[tor-dev] Proposal 328: Make Relays Report When They Are Overloaded

Jim Newsome jnewsome at torproject.org
Fri Dec 11 17:25:52 UTC 2020


On 12/11/20 08:04, David Goulet wrote:

> we are talking a good 2-4
> years minimum once the feature is stable thus we have to get this out soon if
> we hope to be useful in the foreseeable future.
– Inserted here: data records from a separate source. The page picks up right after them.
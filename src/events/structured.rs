use once_cell::sync::OnceCell;
use serde::{Deserialize, Serialize};
use std::any::Any;
use std::sync::{Arc, Mutex};

/// Pool lifecycle events: endpoint inventory and status changes.
#[derive(Debug, Clone, Serialize, Deserialize, PartialEq)]
pub enum PoolEvent {
    EndpointStatusChanged {
        id: String,
        previous: String,
        current: String,
    },
    EndpointsReloaded {
        count: usize,
    },
    SelectionExhausted {
        domain: String,
        strategy: String,
    },
    ModelSwapped {
        version: u64,
        samples: usize,
    },
}

/// Ban classification events.
#[derive(Debug, Clone, Serialize, Deserialize, PartialEq)]
pub enum ClassifierEvent {
    BanDetected {
        endpoint: String,
        domain: String,
        category: String,
        confidence: f64,
    },
}

/// Per-(endpoint, domain) recovery state machine events.
#[derive(Debug, Clone, Serialize, Deserialize, PartialEq)]
pub enum RecoveryEvent {
    PairDegraded {
        endpoint: String,
        domain: String,
        consecutive_failures: u32,
    },
    PairCoolingDown {
        endpoint: String,
        domain: String,
        deadline_ms: i64,
        cooldown_count: u32,
    },
    PairRetired {
        endpoint: String,
        domain: String,
        cooldown_count: u32,
    },
    PairRecovered {
        endpoint: String,
        domain: String,
    },
}

/// Unified top-level event enum.
#[derive(Debug, Clone, Serialize, Deserialize, PartialEq)]
#[serde(tag = "type", content = "data")]
pub enum Event {
    Pool(PoolEvent),
    Classifier(ClassifierEvent),
    Recovery(RecoveryEvent),
}

/// Minimal event bus capability.
pub trait EventBus: Send + Sync + 'static {
    fn publish(&self, evt: Event);
}

// Marker trait so the global bus can be downcast in tests.
pub trait EventBusAny: EventBus + Any {}
impl<T: EventBus + Any> EventBusAny for T {}

/// In-memory event bus for tests and development.
#[derive(Clone, Default)]
pub struct MemoryEventBus {
    inner: Arc<Mutex<Vec<Event>>>,
}

impl MemoryEventBus {
    pub fn new() -> Self {
        Self::default()
    }

    pub fn take_all(&self) -> Vec<Event> {
        if let Ok(mut g) = self.inner.lock() {
            let out = g.clone();
            g.clear();
            out
        } else {
            Vec::new()
        }
    }

    pub fn snapshot(&self) -> Vec<Event> {
        if let Ok(g) = self.inner.lock() {
            g.clone()
        } else {
            Vec::new()
        }
    }
}

impl EventBus for MemoryEventBus {
    fn publish(&self, evt: Event) {
        if let Ok(mut g) = self.inner.lock() {
            g.push(evt);
        }
    }
}

static GLOBAL_BUS: OnceCell<Arc<dyn EventBusAny>> = OnceCell::new();

pub fn set_global_event_bus(bus: Arc<dyn EventBusAny>) -> Result<(), &'static str> {
    GLOBAL_BUS.set(bus).map_err(|_| "global event bus already set")
}

pub fn publish_global(evt: Event) {
    // Thread-local override first, so integration tests can capture events
    // without touching the process-wide bus.
    if let Some(bus) = TEST_OVERRIDE_BUS.with(|cell| cell.borrow().clone()) {
        bus.publish(evt.clone());
    }
    if let Some(bus) = GLOBAL_BUS.get() {
        bus.publish(evt);
    }
}

/// If the global bus is a MemoryEventBus, return a clone sharing its storage.
pub fn get_global_memory_bus() -> Option<MemoryEventBus> {
    GLOBAL_BUS.get().and_then(|b| {
        let any_ref = b.as_ref() as &dyn Any;
        any_ref.downcast_ref::<MemoryEventBus>().cloned()
    })
}

thread_local! {
    static TEST_OVERRIDE_BUS: std::cell::RefCell<Option<Arc<dyn EventBusAny>>> =
        const { std::cell::RefCell::new(None) };
}

pub fn set_test_event_bus(bus: Arc<dyn EventBusAny>) {
    TEST_OVERRIDE_BUS.with(|cell| *cell.borrow_mut() = Some(bus));
}

pub fn clear_test_event_bus() {
    TEST_OVERRIDE_BUS.with(|cell| *cell.borrow_mut() = None);
}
Right - the slow feedback cycle of deploying between deploying new
logging and trying to use it is all the more reason to plan ahead to try
to ensure the data will actually be suitable for the intended use :).
Granted, we can presumably at least *start* trying to prototype usage of
the data sooner than 2-4 years, but it'll probably still be some months
before any useful data starts arriving, right?

> Onto your next question about the hour problem. So yes, you are correct that
> the timeframe between informing the world I'm not overloaded anymore and the
> world noticing, you might get under-utilized but you might also get "just
> utilized enough".
>
> All in all, we are stuck with a network that "morphs" every hour (new
> consensus) but actually, bandwidth scanners take much longer to scan the
> entire network (in the realms of days) thus it is actually much more than an
> hour of being under-utilized :S.
>
> So there will always be that gap where we will backoff from a relay and then
> we might have backed off too much until the scanner notices it and then give
> you a bit more. But over time, as the backoff happens and the bw scanner makes
> correction, they should reach an equilibrium where the scanner finds the value
> that is just enough for you to not advertise overload anymore or in other
> words finding the sweet spot.
>
> That is likely to require time and the relay to be maxi stable as in 99%
> uptime and not too CPU/network fluctuations.
>
> But also, as we backoff from overloaded relays, we will send traffic to
> potentially under-utilized relays and so we hope that yes it will be a bumpy
> road at first but after some days/weeks, network should stabilize and we
> should actually see very few "overload-reached" after that point (except for
> operators running 1000 other things on the relay machine eating the resources
> randomly :).

Thanks for the explanation! IIUC the new consensus computed every hour
includes weights based on the latest data from the bandwidth scanners,
and an individual relay is only scanned once every x days?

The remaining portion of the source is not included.